[SOURCE RECORDS]
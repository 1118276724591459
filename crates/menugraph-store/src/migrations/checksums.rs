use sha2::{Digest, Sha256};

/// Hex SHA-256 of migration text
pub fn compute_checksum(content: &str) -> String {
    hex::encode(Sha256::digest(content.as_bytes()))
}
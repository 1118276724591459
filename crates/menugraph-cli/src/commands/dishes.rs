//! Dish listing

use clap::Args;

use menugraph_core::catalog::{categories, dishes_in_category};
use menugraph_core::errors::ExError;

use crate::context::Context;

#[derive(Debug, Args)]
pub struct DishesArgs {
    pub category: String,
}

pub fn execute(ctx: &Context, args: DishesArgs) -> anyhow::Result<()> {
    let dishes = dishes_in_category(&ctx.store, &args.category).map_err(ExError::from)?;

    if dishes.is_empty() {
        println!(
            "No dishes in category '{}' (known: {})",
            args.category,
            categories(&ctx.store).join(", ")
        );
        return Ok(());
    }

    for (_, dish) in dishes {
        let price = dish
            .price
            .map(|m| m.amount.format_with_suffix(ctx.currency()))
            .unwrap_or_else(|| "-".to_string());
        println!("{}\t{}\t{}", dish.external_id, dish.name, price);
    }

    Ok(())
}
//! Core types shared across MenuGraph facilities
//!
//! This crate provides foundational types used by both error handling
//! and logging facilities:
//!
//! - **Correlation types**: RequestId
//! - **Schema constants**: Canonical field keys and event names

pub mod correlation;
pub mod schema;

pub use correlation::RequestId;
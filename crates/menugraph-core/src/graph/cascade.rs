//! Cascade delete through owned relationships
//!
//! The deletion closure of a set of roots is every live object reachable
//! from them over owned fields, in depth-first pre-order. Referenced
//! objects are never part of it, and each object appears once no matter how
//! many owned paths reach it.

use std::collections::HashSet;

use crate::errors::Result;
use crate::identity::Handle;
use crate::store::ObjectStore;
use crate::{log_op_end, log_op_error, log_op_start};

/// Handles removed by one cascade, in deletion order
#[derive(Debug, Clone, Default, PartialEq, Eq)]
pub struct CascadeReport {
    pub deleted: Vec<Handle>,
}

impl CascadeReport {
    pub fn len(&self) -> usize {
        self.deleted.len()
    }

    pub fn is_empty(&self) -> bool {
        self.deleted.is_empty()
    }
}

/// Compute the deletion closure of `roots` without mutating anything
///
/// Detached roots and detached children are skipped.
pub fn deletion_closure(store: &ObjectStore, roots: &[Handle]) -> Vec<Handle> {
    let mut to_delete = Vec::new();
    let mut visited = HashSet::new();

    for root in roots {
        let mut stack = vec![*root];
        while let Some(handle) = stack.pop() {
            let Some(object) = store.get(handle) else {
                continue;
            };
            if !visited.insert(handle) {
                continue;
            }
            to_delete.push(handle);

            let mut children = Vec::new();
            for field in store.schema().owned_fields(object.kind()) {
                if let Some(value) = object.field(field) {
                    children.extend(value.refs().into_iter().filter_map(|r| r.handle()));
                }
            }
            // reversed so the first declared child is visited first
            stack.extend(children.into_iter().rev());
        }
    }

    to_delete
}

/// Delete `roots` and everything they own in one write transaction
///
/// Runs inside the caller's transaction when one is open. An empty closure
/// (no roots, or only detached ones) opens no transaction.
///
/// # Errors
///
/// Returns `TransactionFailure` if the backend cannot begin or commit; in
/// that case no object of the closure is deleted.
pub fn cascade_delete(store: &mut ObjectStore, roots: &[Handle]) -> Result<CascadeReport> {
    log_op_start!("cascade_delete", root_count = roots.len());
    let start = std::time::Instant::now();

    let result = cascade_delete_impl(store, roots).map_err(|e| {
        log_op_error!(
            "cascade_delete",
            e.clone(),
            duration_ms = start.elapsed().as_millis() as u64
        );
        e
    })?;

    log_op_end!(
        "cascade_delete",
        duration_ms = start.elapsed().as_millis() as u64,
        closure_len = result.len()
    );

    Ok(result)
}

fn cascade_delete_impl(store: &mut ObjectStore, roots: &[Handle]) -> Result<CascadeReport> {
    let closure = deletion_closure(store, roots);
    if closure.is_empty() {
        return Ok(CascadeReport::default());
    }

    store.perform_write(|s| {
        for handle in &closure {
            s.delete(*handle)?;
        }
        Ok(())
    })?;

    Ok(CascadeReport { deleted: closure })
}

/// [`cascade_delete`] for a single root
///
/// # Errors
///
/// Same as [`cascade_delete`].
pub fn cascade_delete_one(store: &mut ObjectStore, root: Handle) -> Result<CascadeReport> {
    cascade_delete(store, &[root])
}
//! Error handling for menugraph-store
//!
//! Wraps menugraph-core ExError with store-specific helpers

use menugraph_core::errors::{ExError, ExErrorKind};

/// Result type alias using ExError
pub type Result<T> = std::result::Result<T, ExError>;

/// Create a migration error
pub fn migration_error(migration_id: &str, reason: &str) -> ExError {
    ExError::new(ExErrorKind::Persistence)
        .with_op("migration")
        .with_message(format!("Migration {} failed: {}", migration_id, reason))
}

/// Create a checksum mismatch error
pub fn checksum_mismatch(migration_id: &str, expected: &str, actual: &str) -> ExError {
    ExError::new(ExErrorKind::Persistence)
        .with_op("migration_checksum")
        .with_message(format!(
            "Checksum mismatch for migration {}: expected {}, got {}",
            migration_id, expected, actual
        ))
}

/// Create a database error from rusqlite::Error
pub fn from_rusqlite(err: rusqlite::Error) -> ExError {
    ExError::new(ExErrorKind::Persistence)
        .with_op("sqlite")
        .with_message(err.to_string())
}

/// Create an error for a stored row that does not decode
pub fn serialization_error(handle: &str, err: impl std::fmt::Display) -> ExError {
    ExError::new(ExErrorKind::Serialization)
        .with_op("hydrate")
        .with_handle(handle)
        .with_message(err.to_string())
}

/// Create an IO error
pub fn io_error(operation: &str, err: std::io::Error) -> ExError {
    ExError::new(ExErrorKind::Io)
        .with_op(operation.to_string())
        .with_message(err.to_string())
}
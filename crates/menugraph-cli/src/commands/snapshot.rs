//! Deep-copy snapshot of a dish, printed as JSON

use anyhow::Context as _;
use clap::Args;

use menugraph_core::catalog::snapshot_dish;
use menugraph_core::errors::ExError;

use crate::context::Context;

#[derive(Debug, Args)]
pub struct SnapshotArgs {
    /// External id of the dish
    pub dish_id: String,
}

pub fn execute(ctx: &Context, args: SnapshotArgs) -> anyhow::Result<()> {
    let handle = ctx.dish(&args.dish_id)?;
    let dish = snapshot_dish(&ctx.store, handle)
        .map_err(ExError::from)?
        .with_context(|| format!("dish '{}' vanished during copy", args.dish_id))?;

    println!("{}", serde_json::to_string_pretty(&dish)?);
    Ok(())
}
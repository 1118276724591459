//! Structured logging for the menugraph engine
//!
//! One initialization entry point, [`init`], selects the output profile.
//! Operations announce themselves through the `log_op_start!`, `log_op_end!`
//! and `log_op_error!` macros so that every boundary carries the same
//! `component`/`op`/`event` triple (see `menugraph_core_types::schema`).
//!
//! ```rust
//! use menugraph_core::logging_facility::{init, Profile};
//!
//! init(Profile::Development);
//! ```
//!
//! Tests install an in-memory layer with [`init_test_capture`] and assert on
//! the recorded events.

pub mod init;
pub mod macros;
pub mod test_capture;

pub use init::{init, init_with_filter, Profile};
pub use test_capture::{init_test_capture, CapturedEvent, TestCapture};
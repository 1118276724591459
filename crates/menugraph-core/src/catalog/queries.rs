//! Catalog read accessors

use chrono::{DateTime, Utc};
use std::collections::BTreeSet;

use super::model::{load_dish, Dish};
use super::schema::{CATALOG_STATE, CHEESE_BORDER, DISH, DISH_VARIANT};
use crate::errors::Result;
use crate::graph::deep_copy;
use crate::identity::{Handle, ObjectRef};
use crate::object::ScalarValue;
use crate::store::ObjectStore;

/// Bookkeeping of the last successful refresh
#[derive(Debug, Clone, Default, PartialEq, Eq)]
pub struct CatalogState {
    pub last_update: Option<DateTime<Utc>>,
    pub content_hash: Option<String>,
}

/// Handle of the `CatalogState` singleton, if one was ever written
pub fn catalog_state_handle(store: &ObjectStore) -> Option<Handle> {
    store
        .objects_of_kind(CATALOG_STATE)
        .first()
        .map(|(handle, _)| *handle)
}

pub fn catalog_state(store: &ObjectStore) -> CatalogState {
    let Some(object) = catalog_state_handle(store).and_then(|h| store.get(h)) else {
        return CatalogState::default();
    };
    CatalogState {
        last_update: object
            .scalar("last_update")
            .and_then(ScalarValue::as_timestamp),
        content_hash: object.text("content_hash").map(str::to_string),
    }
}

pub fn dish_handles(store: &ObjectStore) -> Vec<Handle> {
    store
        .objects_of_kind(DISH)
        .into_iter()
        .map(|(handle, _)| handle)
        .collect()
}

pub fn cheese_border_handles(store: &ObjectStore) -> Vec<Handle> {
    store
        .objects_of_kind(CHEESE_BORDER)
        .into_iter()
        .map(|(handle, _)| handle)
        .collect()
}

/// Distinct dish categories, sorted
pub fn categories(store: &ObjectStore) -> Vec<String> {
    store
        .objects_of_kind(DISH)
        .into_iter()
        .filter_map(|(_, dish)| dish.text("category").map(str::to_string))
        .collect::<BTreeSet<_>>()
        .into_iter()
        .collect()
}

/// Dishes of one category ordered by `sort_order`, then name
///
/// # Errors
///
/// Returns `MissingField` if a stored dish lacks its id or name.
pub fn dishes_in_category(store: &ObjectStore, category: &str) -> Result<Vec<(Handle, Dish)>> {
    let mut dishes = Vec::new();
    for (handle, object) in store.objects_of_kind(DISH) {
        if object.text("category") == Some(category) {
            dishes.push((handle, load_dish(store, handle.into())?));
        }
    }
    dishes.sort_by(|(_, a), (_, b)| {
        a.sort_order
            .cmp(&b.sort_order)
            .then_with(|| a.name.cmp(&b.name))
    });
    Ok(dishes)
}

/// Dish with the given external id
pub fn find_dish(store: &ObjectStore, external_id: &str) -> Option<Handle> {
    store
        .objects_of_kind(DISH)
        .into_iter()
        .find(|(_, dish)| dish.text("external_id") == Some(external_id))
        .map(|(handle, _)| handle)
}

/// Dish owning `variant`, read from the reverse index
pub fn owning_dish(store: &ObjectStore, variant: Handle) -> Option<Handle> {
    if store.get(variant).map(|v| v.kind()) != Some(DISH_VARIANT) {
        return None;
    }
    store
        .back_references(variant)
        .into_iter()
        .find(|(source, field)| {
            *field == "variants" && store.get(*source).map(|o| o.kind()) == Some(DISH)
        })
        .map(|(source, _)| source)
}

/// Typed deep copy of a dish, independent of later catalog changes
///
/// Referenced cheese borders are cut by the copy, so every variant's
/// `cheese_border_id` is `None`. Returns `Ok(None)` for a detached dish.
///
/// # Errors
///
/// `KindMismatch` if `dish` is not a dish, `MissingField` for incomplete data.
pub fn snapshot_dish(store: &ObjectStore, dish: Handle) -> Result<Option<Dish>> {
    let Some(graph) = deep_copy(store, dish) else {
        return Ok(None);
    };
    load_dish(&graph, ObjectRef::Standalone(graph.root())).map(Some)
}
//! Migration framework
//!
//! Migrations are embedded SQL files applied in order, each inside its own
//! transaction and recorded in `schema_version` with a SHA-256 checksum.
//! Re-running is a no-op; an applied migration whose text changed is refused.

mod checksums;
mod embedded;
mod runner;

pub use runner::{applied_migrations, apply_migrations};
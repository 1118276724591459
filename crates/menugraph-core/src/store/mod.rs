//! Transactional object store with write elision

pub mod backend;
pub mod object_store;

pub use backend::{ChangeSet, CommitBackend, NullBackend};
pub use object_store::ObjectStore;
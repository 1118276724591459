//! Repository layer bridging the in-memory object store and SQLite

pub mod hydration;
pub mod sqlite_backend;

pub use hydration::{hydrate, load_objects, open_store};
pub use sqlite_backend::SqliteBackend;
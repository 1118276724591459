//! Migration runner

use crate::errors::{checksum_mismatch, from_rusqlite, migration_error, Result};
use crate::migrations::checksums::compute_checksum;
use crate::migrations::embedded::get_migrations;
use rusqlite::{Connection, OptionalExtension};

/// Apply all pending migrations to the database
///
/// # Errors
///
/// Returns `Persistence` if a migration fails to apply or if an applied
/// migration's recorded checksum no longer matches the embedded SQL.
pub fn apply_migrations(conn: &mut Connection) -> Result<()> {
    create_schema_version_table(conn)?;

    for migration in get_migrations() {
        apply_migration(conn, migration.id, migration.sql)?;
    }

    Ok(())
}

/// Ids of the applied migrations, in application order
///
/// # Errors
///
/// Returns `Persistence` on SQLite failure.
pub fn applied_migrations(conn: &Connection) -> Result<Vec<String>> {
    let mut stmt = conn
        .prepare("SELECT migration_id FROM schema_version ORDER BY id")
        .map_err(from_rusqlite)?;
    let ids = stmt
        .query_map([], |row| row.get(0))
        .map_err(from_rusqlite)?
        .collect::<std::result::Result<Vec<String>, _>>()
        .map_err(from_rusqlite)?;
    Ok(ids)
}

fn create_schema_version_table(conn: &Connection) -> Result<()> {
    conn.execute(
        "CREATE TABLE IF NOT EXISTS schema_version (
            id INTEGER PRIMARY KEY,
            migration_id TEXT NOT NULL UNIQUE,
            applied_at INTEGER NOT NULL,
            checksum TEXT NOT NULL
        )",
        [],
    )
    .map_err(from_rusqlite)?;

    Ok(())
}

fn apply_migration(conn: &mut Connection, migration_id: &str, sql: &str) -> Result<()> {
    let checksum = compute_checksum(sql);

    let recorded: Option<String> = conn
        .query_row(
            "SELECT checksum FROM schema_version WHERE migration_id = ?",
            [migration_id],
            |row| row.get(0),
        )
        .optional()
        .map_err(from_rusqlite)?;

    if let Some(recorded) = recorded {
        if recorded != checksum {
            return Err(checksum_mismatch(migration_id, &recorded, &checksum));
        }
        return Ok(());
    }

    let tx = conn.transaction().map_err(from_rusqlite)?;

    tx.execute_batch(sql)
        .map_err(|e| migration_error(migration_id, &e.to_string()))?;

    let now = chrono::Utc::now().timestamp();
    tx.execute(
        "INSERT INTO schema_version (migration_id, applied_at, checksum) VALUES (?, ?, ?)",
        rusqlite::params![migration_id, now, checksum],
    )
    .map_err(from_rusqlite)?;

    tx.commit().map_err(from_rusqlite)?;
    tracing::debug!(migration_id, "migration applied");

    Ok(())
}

[TRY IT]
Take every line above that includes the string "hydrate" and return it.

[ANSWER SECTION]
        .with_op("hydrate")
pub use hydration::{hydrate, load_objects, open_store};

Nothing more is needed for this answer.